» WORK TASK: Pick out the lines below that contain the string "filename" and copy them all.

----- DATASET RECORDS -----

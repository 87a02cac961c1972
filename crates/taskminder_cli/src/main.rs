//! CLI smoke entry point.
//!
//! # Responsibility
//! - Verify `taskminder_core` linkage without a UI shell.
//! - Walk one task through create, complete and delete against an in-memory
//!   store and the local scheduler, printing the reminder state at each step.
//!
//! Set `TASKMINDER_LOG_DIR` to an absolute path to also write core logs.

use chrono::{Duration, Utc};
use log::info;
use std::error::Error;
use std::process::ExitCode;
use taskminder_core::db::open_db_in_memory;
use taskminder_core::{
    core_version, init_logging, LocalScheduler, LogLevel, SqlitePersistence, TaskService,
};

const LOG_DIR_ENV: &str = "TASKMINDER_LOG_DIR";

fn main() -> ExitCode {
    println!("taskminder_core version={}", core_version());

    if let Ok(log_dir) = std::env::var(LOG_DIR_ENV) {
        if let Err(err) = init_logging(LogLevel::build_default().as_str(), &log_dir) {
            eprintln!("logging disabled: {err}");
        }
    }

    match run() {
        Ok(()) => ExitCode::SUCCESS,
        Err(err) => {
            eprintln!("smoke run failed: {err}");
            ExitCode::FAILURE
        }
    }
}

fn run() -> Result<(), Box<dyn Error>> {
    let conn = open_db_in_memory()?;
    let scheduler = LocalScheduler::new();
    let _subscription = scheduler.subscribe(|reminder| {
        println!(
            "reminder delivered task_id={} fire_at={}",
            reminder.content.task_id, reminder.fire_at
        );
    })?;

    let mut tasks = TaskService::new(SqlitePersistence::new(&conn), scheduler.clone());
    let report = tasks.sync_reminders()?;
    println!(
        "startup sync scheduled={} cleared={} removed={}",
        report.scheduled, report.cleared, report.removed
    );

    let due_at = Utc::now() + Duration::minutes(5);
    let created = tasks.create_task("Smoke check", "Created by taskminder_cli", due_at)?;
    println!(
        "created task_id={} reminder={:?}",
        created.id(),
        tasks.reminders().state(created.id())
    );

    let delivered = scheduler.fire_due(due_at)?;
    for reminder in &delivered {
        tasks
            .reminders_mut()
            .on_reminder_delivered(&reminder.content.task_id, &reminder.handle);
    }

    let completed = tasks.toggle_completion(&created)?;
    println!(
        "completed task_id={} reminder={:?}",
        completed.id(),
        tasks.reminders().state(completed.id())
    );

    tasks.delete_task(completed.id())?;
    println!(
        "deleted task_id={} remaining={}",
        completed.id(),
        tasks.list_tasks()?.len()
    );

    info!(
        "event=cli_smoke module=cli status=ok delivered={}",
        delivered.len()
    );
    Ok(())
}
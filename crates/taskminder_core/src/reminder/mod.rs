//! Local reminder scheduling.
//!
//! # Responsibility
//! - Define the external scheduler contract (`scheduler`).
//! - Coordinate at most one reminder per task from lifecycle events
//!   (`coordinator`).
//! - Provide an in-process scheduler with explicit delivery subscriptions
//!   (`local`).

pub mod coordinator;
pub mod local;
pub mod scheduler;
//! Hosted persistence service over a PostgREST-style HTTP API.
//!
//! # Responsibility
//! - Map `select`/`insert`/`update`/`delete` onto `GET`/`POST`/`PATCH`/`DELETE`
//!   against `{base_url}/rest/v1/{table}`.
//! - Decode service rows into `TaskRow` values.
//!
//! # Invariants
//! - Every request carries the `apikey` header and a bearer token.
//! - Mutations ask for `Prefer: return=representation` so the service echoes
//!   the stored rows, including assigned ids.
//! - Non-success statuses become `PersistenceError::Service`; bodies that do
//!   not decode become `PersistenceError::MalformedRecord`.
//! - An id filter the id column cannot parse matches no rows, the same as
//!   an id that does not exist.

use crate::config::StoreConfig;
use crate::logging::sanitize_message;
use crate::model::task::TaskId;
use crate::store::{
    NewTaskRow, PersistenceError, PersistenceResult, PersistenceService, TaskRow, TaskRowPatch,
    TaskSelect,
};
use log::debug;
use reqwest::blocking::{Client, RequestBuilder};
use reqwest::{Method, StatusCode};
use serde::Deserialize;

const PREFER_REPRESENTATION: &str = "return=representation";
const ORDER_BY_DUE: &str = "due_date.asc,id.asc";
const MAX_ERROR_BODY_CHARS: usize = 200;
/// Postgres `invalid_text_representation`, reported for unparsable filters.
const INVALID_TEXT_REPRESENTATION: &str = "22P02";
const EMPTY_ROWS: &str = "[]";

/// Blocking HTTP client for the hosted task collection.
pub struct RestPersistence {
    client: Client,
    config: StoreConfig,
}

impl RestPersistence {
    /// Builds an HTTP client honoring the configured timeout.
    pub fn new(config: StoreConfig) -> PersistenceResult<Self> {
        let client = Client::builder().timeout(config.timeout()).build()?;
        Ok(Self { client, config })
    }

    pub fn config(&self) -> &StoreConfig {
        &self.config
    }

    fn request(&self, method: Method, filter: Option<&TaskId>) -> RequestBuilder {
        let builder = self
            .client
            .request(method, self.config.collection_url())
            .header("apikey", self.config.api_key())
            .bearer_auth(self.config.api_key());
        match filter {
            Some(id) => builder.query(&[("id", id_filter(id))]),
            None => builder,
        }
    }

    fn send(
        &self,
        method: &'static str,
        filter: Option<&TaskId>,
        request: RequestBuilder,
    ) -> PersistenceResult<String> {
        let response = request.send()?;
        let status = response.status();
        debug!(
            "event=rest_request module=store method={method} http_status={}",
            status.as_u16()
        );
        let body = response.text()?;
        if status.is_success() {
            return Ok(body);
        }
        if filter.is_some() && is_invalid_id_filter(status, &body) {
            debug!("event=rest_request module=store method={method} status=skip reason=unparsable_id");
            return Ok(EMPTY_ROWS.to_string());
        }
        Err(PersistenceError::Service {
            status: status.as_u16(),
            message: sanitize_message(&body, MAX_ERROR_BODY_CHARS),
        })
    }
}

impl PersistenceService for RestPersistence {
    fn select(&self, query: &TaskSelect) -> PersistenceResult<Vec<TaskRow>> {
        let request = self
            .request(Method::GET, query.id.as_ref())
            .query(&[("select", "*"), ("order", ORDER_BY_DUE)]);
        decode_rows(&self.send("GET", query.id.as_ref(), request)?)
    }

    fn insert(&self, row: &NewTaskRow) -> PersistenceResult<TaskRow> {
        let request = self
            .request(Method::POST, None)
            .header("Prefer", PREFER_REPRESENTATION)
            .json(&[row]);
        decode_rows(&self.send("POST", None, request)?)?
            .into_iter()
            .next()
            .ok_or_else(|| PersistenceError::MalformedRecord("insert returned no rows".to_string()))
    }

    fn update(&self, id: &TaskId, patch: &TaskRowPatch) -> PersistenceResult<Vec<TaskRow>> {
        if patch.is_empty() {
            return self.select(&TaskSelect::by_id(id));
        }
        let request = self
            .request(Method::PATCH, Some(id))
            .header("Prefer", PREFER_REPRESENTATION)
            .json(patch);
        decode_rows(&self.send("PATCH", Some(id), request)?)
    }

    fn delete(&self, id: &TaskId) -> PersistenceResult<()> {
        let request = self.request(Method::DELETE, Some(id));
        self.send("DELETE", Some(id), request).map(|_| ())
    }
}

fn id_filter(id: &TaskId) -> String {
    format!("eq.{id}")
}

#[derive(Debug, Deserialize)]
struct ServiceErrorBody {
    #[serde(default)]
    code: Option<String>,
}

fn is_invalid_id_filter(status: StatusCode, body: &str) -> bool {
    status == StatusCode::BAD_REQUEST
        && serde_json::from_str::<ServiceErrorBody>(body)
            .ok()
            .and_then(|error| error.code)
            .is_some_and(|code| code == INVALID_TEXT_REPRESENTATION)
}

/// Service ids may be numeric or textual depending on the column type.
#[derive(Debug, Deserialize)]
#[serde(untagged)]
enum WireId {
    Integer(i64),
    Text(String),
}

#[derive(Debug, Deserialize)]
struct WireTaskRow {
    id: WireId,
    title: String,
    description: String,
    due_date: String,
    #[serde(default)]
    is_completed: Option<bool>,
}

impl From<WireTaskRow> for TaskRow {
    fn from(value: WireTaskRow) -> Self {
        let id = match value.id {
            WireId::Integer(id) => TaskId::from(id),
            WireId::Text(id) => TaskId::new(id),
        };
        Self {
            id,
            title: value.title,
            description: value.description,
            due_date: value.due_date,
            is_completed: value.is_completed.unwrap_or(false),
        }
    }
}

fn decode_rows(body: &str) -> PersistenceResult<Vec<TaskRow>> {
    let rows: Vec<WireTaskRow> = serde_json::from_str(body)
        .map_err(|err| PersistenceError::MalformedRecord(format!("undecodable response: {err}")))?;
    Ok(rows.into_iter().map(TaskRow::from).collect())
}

-----

» SOLUTION FOR THIS PROBLEM:
filename crates/taskminder_cli/src/main.rs
filename crates/taskminder_core/src/reminder/mod.rs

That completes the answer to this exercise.